幽霊は山田である。うん、まあそれは見たので分かる。そうじゃなくって、幽霊として噂されていた音の正体だ。山田の奴、生きたまま霊安室に潜り込んで「ミスター」の頭部を持ち去ろうとした。おそらくそこに補助脳があるのだろう。だが、「ミスター」の骨格は大幅な換装にも耐えられるように強化でもされていたのだろう。簡単に切断できるもんでもない。そんなわけで山田の地道な作業が始まり、それが発する音が幽霊の仕業と解釈された訳なのだ。あるいは、事情を通じたドクターたちのそれとない誘導があったのかもしれない。誰に頼まれたって、そりゃ「ミスター」をめぐる裁判で旗色の悪い方に決まっている。
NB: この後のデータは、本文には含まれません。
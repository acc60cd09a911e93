//! Performance-fee configuration.
//!
//! Rates are fractions scaled by [`FEE_SCALE`] (1e18 = 100%). `total` is
//! taken from harvested earnings; `call` and `strategist` are shares of that
//! cut and the treasury receives whatever is left.

use crate::error::{Error, Result};
use crate::value_objects::Address;
use primitive_types::U256;
use serde::{Deserialize, Serialize};

/// `1e18`, the denominator of every fee rate.
pub const FEE_SCALE: u64 = 1_000_000_000_000_000_000;

/// Upper bound on the performance fee taken from earnings (25%).
pub const MAX_TOTAL_FEE: u64 = 250_000_000_000_000_000;

#[derive(Debug, Clone, PartialEq, Eq, Serialize, Deserialize)]
pub struct FeeConfig {
    /// Fraction of harvested earnings taken as fees.
    pub total: U256,
    /// Fraction of the fee paid to whoever triggered the harvest.
    pub call: U256,
    /// Fraction of the fee paid to the strategist.
    pub strategist: U256,
    pub strategist_recipient: Address,
    pub treasury: Address,
}

impl Default for FeeConfig {
    fn default() -> Self {
        Self {
            total: U256::from(95_000_000_000_000_000u64),
            call: U256::from(10_000_000_000_000_000u64),
            strategist: U256::from(50_000_000_000_000_000u64),
            strategist_recipient: Address::new("strategist"),
            treasury: Address::new("treasury"),
        }
    }
}

/// How one harvest's native-asset fee is divided.
#[derive(Debug, Clone, Copy, Default, PartialEq, Eq, Serialize, Deserialize)]
pub struct FeeSplit {
    pub call: U256,
    pub strategist: U256,
    pub treasury: U256,
}

impl FeeConfig {
    #[must_use]
    pub fn with_total(mut self, total: impl Into<U256>) -> Self {
        self.total = total.into();
        self
    }

    #[must_use]
    pub fn with_call(mut self, call: impl Into<U256>) -> Self {
        self.call = call.into();
        self
    }

    #[must_use]
    pub fn with_strategist(mut self, strategist: impl Into<U256>) -> Self {
        self.strategist = strategist.into();
        self
    }

    #[must_use]
    pub fn with_recipients(mut self, strategist: Address, treasury: Address) -> Self {
        self.strategist_recipient = strategist;
        self.treasury = treasury;
        self
    }

    pub fn validate(&self) -> Result<()> {
        if self.total > U256::from(MAX_TOTAL_FEE) {
            return Err(Error::invalid_config(format!(
                "total fee {} exceeds maximum {MAX_TOTAL_FEE}",
                self.total
            )));
        }
        let shares = self
            .call
            .checked_add(self.strategist)
            .ok_or_else(|| Error::invalid_config("fee shares overflow"))?;
        if shares > U256::from(FEE_SCALE) {
            return Err(Error::invalid_config(
                "call and strategist shares exceed the whole fee",
            ));
        }
        Ok(())
    }

    /// Part of `earned` taken as fees.
    pub fn fee_on(&self, earned: U256) -> Result<U256> {
        Ok(crate::math::mul_div(earned, self.total, U256::from(FEE_SCALE))?)
    }

    /// Splits a native-asset fee between caller, strategist and treasury.
    pub fn split(&self, native_fee: U256) -> Result<FeeSplit> {
        let scale = U256::from(FEE_SCALE);
        let call = crate::math::mul_div(native_fee, self.call, scale)?;
        let strategist = crate::math::mul_div(native_fee, self.strategist, scale)?;
        Ok(FeeSplit {
            call,
            strategist,
            treasury: native_fee - call - strategist,
        })
    }
}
骸の生首を抱えて走る山田の背中に、俺はイメージと現実が重なる瞬間の独特な興奮を覚える。
見たぞ!見てやった!俺は見た!
俺の目玉が、身体中に付け加えた様々な目玉が俺の高ぶりに感応して、一斉に起動する。光学、温感、電磁波、放射線、電子、人が世界の万象を見るために科学を駆使して作り出したたくさんの目玉が、興奮し、いきり立って、その眼をギラギラとたぎらせる。
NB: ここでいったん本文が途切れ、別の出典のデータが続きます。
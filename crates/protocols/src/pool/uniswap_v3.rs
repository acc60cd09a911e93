//! Pool family whose positions are keyed by `(owner, lower, upper)`.

use super::shared::{PoolCore, PoolParams, PositionKey};
use super::{ConcentratedPool, MarketSimulation, OpenedRange, PositionInfo, Slot};
use crate::tokens::TokenLedger;
use clm_vault_domain::enums::PoolFamily;
use clm_vault_domain::error::Result;
use clm_vault_domain::value_objects::{Address, AmountPair, TickRange};

#[derive(Debug, Clone)]
pub struct UniswapV3Pool {
    core: PoolCore,
}

impl UniswapV3Pool {
    pub fn new(params: PoolParams, timestamp: u64) -> Result<Self> {
        Ok(Self {
            core: PoolCore::new(params, timestamp)?,
        })
    }

    pub fn core(&self) -> &PoolCore {
        &self.core
    }

    fn key(owner: &Address, range: &TickRange) -> PositionKey {
        PositionKey::Ticks {
            owner: owner.clone(),
            lower: range.lower,
            upper: range.upper,
        }
    }
}

impl ConcentratedPool for UniswapV3Pool {
    fn address(&self) -> &Address {
        &self.core.params().address
    }

    fn token0(&self) -> &Address {
        &self.core.params().token0
    }

    fn token1(&self) -> &Address {
        &self.core.params().token1
    }

    fn family(&self) -> PoolFamily {
        PoolFamily::UniswapV3
    }

    fn tick_spacing(&self) -> i32 {
        self.core.params().tick_spacing
    }

    fn fee_pips(&self) -> u32 {
        self.core.params().fee_pips
    }

    fn slot(&self) -> Slot {
        self.core.slot()
    }

    fn observe(&self, now: u64, seconds_agos: &[u32]) -> Result<Vec<i64>> {
        self.core.observe(now, seconds_agos)
    }

    fn position(&self, owner: &Address, range: &TickRange) -> Option<PositionInfo> {
        self.core
            .position(&Self::key(owner, range))
            .map(|position| position.info())
    }

    fn open_range(
        &mut self,
        tokens: &mut TokenLedger,
        owner: &Address,
        range: &TickRange,
        liquidity: u128,
    ) -> Result<OpenedRange> {
        let amounts = self
            .core
            .mint(tokens, Self::key(owner, range), owner, range, liquidity)?;
        Ok(OpenedRange {
            position_id: None,
            amounts,
        })
    }

    fn close_range(
        &mut self,
        tokens: &mut TokenLedger,
        owner: &Address,
        range: &TickRange,
    ) -> Result<AmountPair> {
        self.core.burn_all(tokens, &Self::key(owner, range), owner)
    }

    fn collect_owed(
        &mut self,
        tokens: &mut TokenLedger,
        owner: &Address,
        range: &TickRange,
    ) -> Result<AmountPair> {
        self.core.collect(tokens, &Self::key(owner, range), owner)
    }
}

impl MarketSimulation for UniswapV3Pool {
    fn move_to_tick(&mut self, tokens: &mut TokenLedger, now: u64, tick: i32) -> Result<()> {
        self.core.move_to_tick(tokens, now, tick)
    }

    fn accrue_fees(&mut self, tokens: &mut TokenLedger, fees: AmountPair) -> Result<AmountPair> {
        self.core.accrue_fees(tokens, fees)
    }
}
山田は「ミスター」の頭を持ち帰って何をするつもりか。そんなの決まっている。
貪るのだ。
資産であれ、情報であれ、何であれだ。貪り尽くすのだ。死したる骸を貪るのだ。どいつもこいつも群がって、骸の頭にしゃぶり付くのだ。
そんな妖怪いただろう。一筆絵にもされてたはずだ。死人を貪る妖怪さ。死人の頭にかぶりつくそんな妖怪さ。
何だっけ、そう、何だっけ。そいつの名前は何だっけ。
「魍魎だ!」
俺は叫んでいた。助けを呼ぶためでなく自分自身に確認するために叫んでいた。体のあちこちを換装した目玉はくわりと闇に見開いていた。
化け物見たり!
まあ、俺も他人の事は言えないんだけどさ。